Source : 'Scrip Intelligence'
After seeing demand dry up for its vaccines portfolio during Q2 thanks to the pandemic, (down 6.8% to €927m), Sanofi is predicting a strong rebound in the second half of 2020.
Presenting its three-monthly performance to analysts, Sanofi’s executive team predicted a record-breaking flu season in terms of revenues for its products.
It also set out its plans for its COVID-19 vaccine, which it is working on with GlaxoSmithKline plc, and which CEO Paul Hudson has previously characterized as the ‘tortoise’ to the rapid ‘hare’ frontrunners such as Moderna, Inc., Pfizer Inc. and AstraZeneca PLC.
Nevertheless, the company has brought forward its planned start time for Phase III trials of the COVID-19 vaccine candidate, which will now begin in early December rather than January 2021.
The pandemic has put vaccines center stage, and as one of the biggest players in the global market, Sanofi intends to capitalize on increased awareness around the products, which include flu, meningitis and PPH (pertussis, polio, and Haemophilus influenzae type B) vaccines.
The Paris-based company lost David Loew, head of its vaccines division Sanofi Pasteur, when he left to become CEO of Ipsen in late May, and has now appointed Thomas Triomphe as his successor.
Sanofi said it expects to deliver up to 80 million doses of its flu vaccines to the US market based on pre-order demand, up 18% from 68 million the year before.
From this total, 30 million are expected to be for the high margin portfolio, Flublok and Fluzone HD Quadrivalent, which will produce higher growth thanks to prices which are two to three times higher than its standard Fluzone product.
Each flu season starts in the southern hemisphere and progresses into the northern hemisphere, and involves a race to characterize the latest strain of flu and produce millions of doses of vaccine in time for each region.
Sanofi announced that this year it would be first of the big companies to launch its flu vaccine, a distinction – and a competitive edge – which it last gained three years ago.

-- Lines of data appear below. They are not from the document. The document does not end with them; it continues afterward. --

//! Newline-delimited JSON bridge between a host process and the coordinator.
//!
//! The host writes one [`HostEvent`] per line. For every event the bridge
//! writes zero or more [`HostEffect`] lines (notifications, status updates,
//! queued messages) followed by exactly one [`Reply`] line. Blank lines are
//! skipped; an undecodable line still gets a `Reply` carrying the error.
//!
//! ```text
//! > {"event":"session_start"}
//! < {"type":"effect","effect":"set_status","key":"beads-mode","text":"beads: stealth (sqlite) · 2 issue(s) · in-progress: none"}
//! < {"type":"reply","event":"session_start"}
//! ```
//!
//! The bridge host has no UI, so picker dialogs resolve to `None` and
//! command output is written as `print` effects.

use std::collections::HashSet;
use std::path::Path;
use std::sync::{Arc, Mutex};

use async_trait::async_trait;
use serde::{Deserialize, Serialize};
use serde_json::Value;
use thiserror::Error;
use tokio::io::{AsyncBufRead, AsyncBufReadExt, AsyncWrite, AsyncWriteExt};
use tokio::sync::mpsc;
use tracing::{debug, info, warn};

use crate::client::TrackerClient;
use crate::config::Config;
use crate::coordinator::{Coordinator, ToolResultEvent};
use crate::host::{BlockDecision, Host, InjectedMessage, NotifyLevel, OutgoingMessage, OBSERVE_FLAG};
use crate::memory::MemoryExtension;
use crate::tool::{ToolInput, ToolOutput};

/// Command handled by the memory extension rather than the coordinator.
pub const MEMORY_COMMAND: &str = "memory";

/// Errors raised by the bridge transport.
#[derive(Error, Debug)]
pub enum BridgeError {
    /// A line could not be decoded as a [`HostEvent`].
    #[error("line {line}: invalid event: {source}")]
    Decode {
        line: usize,
        #[source]
        source: serde_json::Error,
    },

    /// An outgoing line could not be encoded.
    #[error("failed to encode output: {0}")]
    Encode(#[from] serde_json::Error),

    /// Reading events or writing output failed.
    #[error("bridge I/O error: {0}")]
    Io(#[from] std::io::Error),
}

// ============================================================================
// Protocol
// ============================================================================

/// An event sent by the host.
#[derive(Debug, Clone, PartialEq, Deserialize, Serialize)]
#[serde(tag = "event", rename_all = "snake_case")]
pub enum HostEvent {
    SessionStart {
        /// Host flags in effect for the session.
        #[serde(default)]
        flags: Vec<String>,
    },
    SessionBeforeCompact,
    SessionShutdown,
    BeforeAgentStart {
        #[serde(default)]
        context_usage: Option<f64>,
    },
    ToolCall {
        tool_name: String,
        #[serde(default)]
        input: Value,
    },
    ToolResult {
        tool_name: String,
        #[serde(default)]
        input: Value,
        #[serde(default)]
        is_error: bool,
        #[serde(default)]
        output: String,
    },
    MessageStart,
    ToolExecutionEnd {
        tool_name: String,
        #[serde(default)]
        is_error: bool,
    },
    TurnEnd {
        #[serde(default)]
        context_usage: Option<f64>,
    },
    /// Invocation of the `beads` tool.
    Tool { input: ToolInput },
    Command {
        name: String,
        #[serde(default)]
        args: String,
    },
    Shortcut { key: String },
}

impl HostEvent {
    /// Wire name of the event.
    pub fn name(&self) -> &'static str {
        match self {
            Self::SessionStart { .. } => "session_start",
            Self::SessionBeforeCompact => "session_before_compact",
            Self::SessionShutdown => "session_shutdown",
            Self::BeforeAgentStart { .. } => "before_agent_start",
            Self::ToolCall { .. } => "tool_call",
            Self::ToolResult { .. } => "tool_result",
            Self::MessageStart => "message_start",
            Self::ToolExecutionEnd { .. } => "tool_execution_end",
            Self::TurnEnd { .. } => "turn_end",
            Self::Tool { .. } => "tool",
            Self::Command { .. } => "command",
            Self::Shortcut { .. } => "shortcut",
        }
    }
}

/// A side effect requested by the coordinator.
#[derive(Debug, Clone, PartialEq, Serialize)]
#[serde(tag = "effect", rename_all = "snake_case")]
pub enum HostEffect {
    Notify {
        message: String,
        level: NotifyLevel,
    },
    SetStatus {
        key: String,
        text: Option<String>,
    },
    SendMessage {
        #[serde(flatten)]
        message: OutgoingMessage,
    },
    SetEditorText {
        text: String,
    },
    Print {
        text: String,
    },
}

/// The single answer to one event.
#[derive(Debug, Clone, Default, PartialEq, Serialize)]
pub struct Reply {
    pub event: String,
    #[serde(skip_serializing_if = "Option::is_none")]
    pub block: Option<BlockDecision>,
    #[serde(skip_serializing_if = "Option::is_none")]
    pub message: Option<InjectedMessage>,
    /// Text to append to the system prompt.
    #[serde(skip_serializing_if = "Option::is_none")]
    pub system_prompt: Option<String>,
    #[serde(skip_serializing_if = "Option::is_none")]
    pub tool: Option<ToolOutput>,
    /// Whether a command or shortcut was recognised.
    #[serde(skip_serializing_if = "Option::is_none")]
    pub handled: Option<bool>,
    #[serde(skip_serializing_if = "Option::is_none")]
    pub error: Option<String>,
}

impl Reply {
    fn to(event: &str) -> Self {
        Self {
            event: event.to_string(),
            ..Self::default()
        }
    }
}

/// One output line.
#[derive(Debug, Clone, PartialEq, Serialize)]
#[serde(tag = "type", rename_all = "snake_case")]
pub enum OutputLine {
    Effect(HostEffect),
    Reply(Reply),
}

// ============================================================================
// Host
// ============================================================================

/// [`Host`] that turns every call into a [`HostEffect`] on a channel.
#[derive(Debug)]
pub struct StdioHost {
    effects: mpsc::UnboundedSender<HostEffect>,
    usage: Mutex<Option<f64>>,
    flags: Mutex<HashSet<String>>,
}

impl StdioHost {
    /// Creates the host and the receiver its effects arrive on.
    pub fn new() -> (Self, mpsc::UnboundedReceiver<HostEffect>) {
        let (tx, rx) = mpsc::unbounded_channel();
        let host = Self {
            effects: tx,
            usage: Mutex::new(None),
            flags: Mutex::new(HashSet::new()),
        };
        (host, rx)
    }

    pub fn set_usage(&self, percent: Option<f64>) {
        if let Ok(mut usage) = self.usage.lock() {
            *usage = percent;
        }
    }

    /// Adds flags; existing ones stay set.
    pub fn set_flags<I: IntoIterator<Item = String>>(&self, flags: I) {
        if let Ok(mut set) = self.flags.lock() {
            set.extend(flags);
        }
    }

    fn emit(&self, effect: HostEffect) {
        // The receiver lives as long as the bridge; a closed channel only
        // happens during teardown.
        if self.effects.send(effect).is_err() {
            debug!("Dropped host effect after bridge shutdown");
        }
    }
}

#[async_trait]
impl Host for StdioHost {
    fn has_ui(&self) -> bool {
        false
    }

    fn notify(&self, message: &str, level: NotifyLevel) {
        self.emit(HostEffect::Notify {
            message: message.to_string(),
            level,
        });
    }

    fn set_status(&self, key: &str, text: Option<&str>) {
        self.emit(HostEffect::SetStatus {
            key: key.to_string(),
            text: text.map(str::to_string),
        });
    }

    fn send_message(&self, message: OutgoingMessage) {
        self.emit(HostEffect::SendMessage { message });
    }

    fn context_usage_percent(&self) -> Option<f64> {
        self.usage.lock().ok().and_then(|usage| *usage)
    }

    fn flag(&self, name: &str) -> bool {
        self.flags
            .lock()
            .map(|flags| flags.contains(name))
            .unwrap_or(false)
    }

    fn set_editor_text(&self, text: &str) {
        self.emit(HostEffect::SetEditorText {
            text: text.to_string(),
        });
    }

    fn print(&self, text: &str) {
        self.emit(HostEffect::Print {
            text: text.to_string(),
        });
    }

    async fn select(&self, _title: &str, _options: &[String]) -> Option<String> {
        None
    }

    async fn input(&self, _title: &str, _placeholder: &str) -> Option<String> {
        None
    }

    async fn editor(&self, _title: &str, _prefill: &str) -> Option<String> {
        None
    }
}

// ============================================================================
// Bridge
// ============================================================================

/// Counters reported when the event stream ends.
#[derive(Debug, Clone, Copy, Default, PartialEq, Eq)]
pub struct ServeSummary {
    pub events: usize,
    pub invalid: usize,
}

/// Owns the coordinator and memory extension for one session.
pub struct Bridge {
    coordinator: Coordinator,
    memory: MemoryExtension,
    host: Arc<StdioHost>,
    effects: mpsc::UnboundedReceiver<HostEffect>,
}

impl Bridge {
    /// Builds a bridge for a session whose project lives at `cwd`.
    pub fn new(config: &Config, client: TrackerClient, cwd: &Path) -> Self {
        let (host, effects) = StdioHost::new();
        if config.observe {
            host.set_flags([OBSERVE_FLAG.to_string()]);
        }
        let host = Arc::new(host);
        let coordinator = Coordinator::new(client, host.clone(), config.workflow.clone());
        let memory = MemoryExtension::new(&config.memory, cwd, host.clone());
        Self {
            coordinator,
            memory,
            host,
            effects,
        }
    }

    pub fn coordinator(&self) -> &Coordinator {
        &self.coordinator
    }

    /// Dispatches one event and returns its reply.
    ///
    /// Effects produced while handling stay queued until the next
    /// [`drain_effects`](Self::drain_effects).
    pub async fn handle(&mut self, event: HostEvent) -> Reply {
        let mut reply = Reply::to(event.name());
        match event {
            HostEvent::SessionStart { flags } => {
                self.host.set_flags(flags);
                self.coordinator.session_start().await;
                self.memory.session_start().await;
            }
            HostEvent::SessionBeforeCompact => self.coordinator.session_before_compact(),
            HostEvent::SessionShutdown => self.memory.session_shutdown(),
            HostEvent::BeforeAgentStart { context_usage } => {
                if context_usage.is_some() {
                    self.host.set_usage(context_usage);
                }
                reply.message = self.coordinator.before_agent_start().await;
                reply.system_prompt = self.memory.system_prompt_addition().await;
            }
            HostEvent::ToolCall { tool_name, input } => {
                reply.block = match self.coordinator.tool_call(&tool_name, &input).await {
                    Some(block) => Some(block),
                    None => self.memory.tool_call(&tool_name, &input).await,
                };
            }
            HostEvent::ToolResult {
                tool_name,
                input,
                is_error,
                output,
            } => {
                self.coordinator
                    .tool_result(ToolResultEvent {
                        tool_name: &tool_name,
                        input: &input,
                        is_error,
                        output: &output,
                    })
                    .await;
            }
            HostEvent::MessageStart => self.coordinator.message_start(),
            HostEvent::ToolExecutionEnd { tool_name, is_error } => {
                self.coordinator.tool_execution_end(&tool_name, is_error);
            }
            HostEvent::TurnEnd { context_usage } => {
                if context_usage.is_some() {
                    self.host.set_usage(context_usage);
                }
                self.coordinator.turn_end();
            }
            HostEvent::Tool { input } => {
                reply.tool = Some(self.coordinator.execute_tool(input).await);
            }
            HostEvent::Command { name, args } if name == MEMORY_COMMAND => {
                reply.handled = Some(true);
                if let Err(e) = self.memory.run_command(&args).await {
                    warn!(error = %e, "Memory command failed");
                    reply.error = Some(e.to_string());
                }
            }
            HostEvent::Command { name, args } => {
                reply.handled = Some(self.coordinator.run_command(&name, &args).await);
            }
            HostEvent::Shortcut { key } => {
                reply.handled = Some(self.coordinator.run_shortcut(&key).await);
            }
        }
        reply
    }

    /// Effects queued so far, oldest first.
    pub fn drain_effects(&mut self) -> Vec<HostEffect> {
        let mut drained = Vec::new();
        while let Ok(effect) = self.effects.try_recv() {
            drained.push(effect);
        }
        drained
    }

    /// Reads events until EOF, writing effects and replies to `writer`.
    ///
    /// # Errors
    ///
    /// Returns [`BridgeError::Io`] if reading or writing fails, or
    /// [`BridgeError::Encode`] if an output line cannot be serialized.
    /// Undecodable input lines are answered, not returned as errors.
    pub async fn serve<R, W>(&mut self, reader: R, writer: &mut W) -> Result<ServeSummary, BridgeError>
    where
        R: AsyncBufRead + Unpin,
        W: AsyncWrite + Unpin,
    {
        let mut lines = reader.lines();
        let mut summary = ServeSummary::default();
        let mut line_no = 0;

        while let Some(line) = lines.next_line().await? {
            line_no += 1;
            if line.trim().is_empty() {
                continue;
            }
            summary.events += 1;

            let reply = match serde_json::from_str::<HostEvent>(&line) {
                Ok(event) => {
                    debug!(event = event.name(), "Bridge event");
                    self.handle(event).await
                }
                Err(source) => {
                    summary.invalid += 1;
                    let err = BridgeError::Decode {
                        line: line_no,
                        source,
                    };
                    warn!(error = %err, "Rejected bridge input");
                    Reply {
                        error: Some(err.to_string()),
                        ..Reply::to("invalid")
                    }
                }
            };

            for effect in self.drain_effects() {
                write_line(writer, &OutputLine::Effect(effect)).await?;
            }
            write_line(writer, &OutputLine::Reply(reply)).await?;
            writer.flush().await?;
        }

        self.memory.session_shutdown();
        for effect in self.drain_effects() {
            write_line(writer, &OutputLine::Effect(effect)).await?;
        }
        writer.flush().await?;

        info!(events = summary.events, invalid = summary.invalid, "Bridge input closed");
        Ok(summary)
    }
}

impl std::fmt::Debug for Bridge {
    fn fmt(&self, f: &mut std::fmt::Formatter<'_>) -> std::fmt::Result {
        f.debug_struct("Bridge")
            .field("coordinator", &self.coordinator)
            .field("memory", &self.memory)
            .finish_non_exhaustive()
    }
}

async fn write_line<W: AsyncWrite + Unpin>(writer: &mut W, line: &OutputLine) -> Result<(), BridgeError> {
    let mut encoded = serde_json::to_vec(line)?;
    encoded.push(b'\n');
    writer.write_all(&encoded).await?;
    Ok(())
}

CEO Paul Hudson said: “That is important, and it is perhaps a very good indicator of our ability to execute and to manufacture in very challenging times.”
He added that the company’s European teams had been able to accelerate the launch of Efluelda in several markets, its new high dose quadravalent vaccine targeted for the elderly.
“Overall, despite some continuing COVID impacts, we are expecting a strong vaccines performance in the second half driven by an expected high flu demand and catch up on pediatric vaccinations. On the other hand, catch up on meningitis and booster vaccinations may really depend on COVID-19 components in the second half.”
The investor update coincided with news that Sanofi and its COVID-19 vaccine partners GSK have secured a deal to supply the UK with 60m doses of its product, an agreement contingent on it proving safe and effective in trials and gains regulatory approval. ("GSK Vaccine Sales Hit By COVID-19 But Initial Signs Of Recovery" "Scrip" )
Paul Hudson said the company was also in negotiation with the US, and in ‘very late stage’ talks with the European Union on similar pre-market agreements for its vaccine candidate, which has yet to begin Phase I studies.
These are set to start in September – when some of the frontrunners may already have enough data to gain emergency approval. Nevertheless, Sanofi believes that by using its tried-and-test protein based subunit vaccine platform, its product could prove to have greater efficacy than those based on new technologies, such as mRNA (Moderna and Pfizer) and adenovirus vectors (AstraZeneca, Johnson & Johnson).
The company is working with GSK in order to gain the benefit of its adjuvant, which boost the efficacy of vaccines with which it is combined.
Sector analysts might have been hoping that this would allow Sanofi and GSK to rely on a single immunization with their product – which would have given it an attractive differentiation. However Triomphe said the profile of SARS-CoV2 (in common with other coronaviruses) suggested that it would need a prime dose then a booster in order to raise the best immune response possible, and to sustain protection for a longer period.
“That is linked to the fact that coronavirus protection, whether coming from a natural infection from the disease, or from vaccination …we are not too sure how long it will remain," said Triomphe. "So everything we've seen… seems to indicate that we will go for a two dose regimen.”
The earlier Phase III start time could put it on track for a first regulatory approval as early as June 2021. After that point, the company believes it could be ready to ship up to one billion doses of the vaccine – a timing that would put it alongside other major competitors such as J&J, and in all likelihood little more than six months behind the earlier approved products.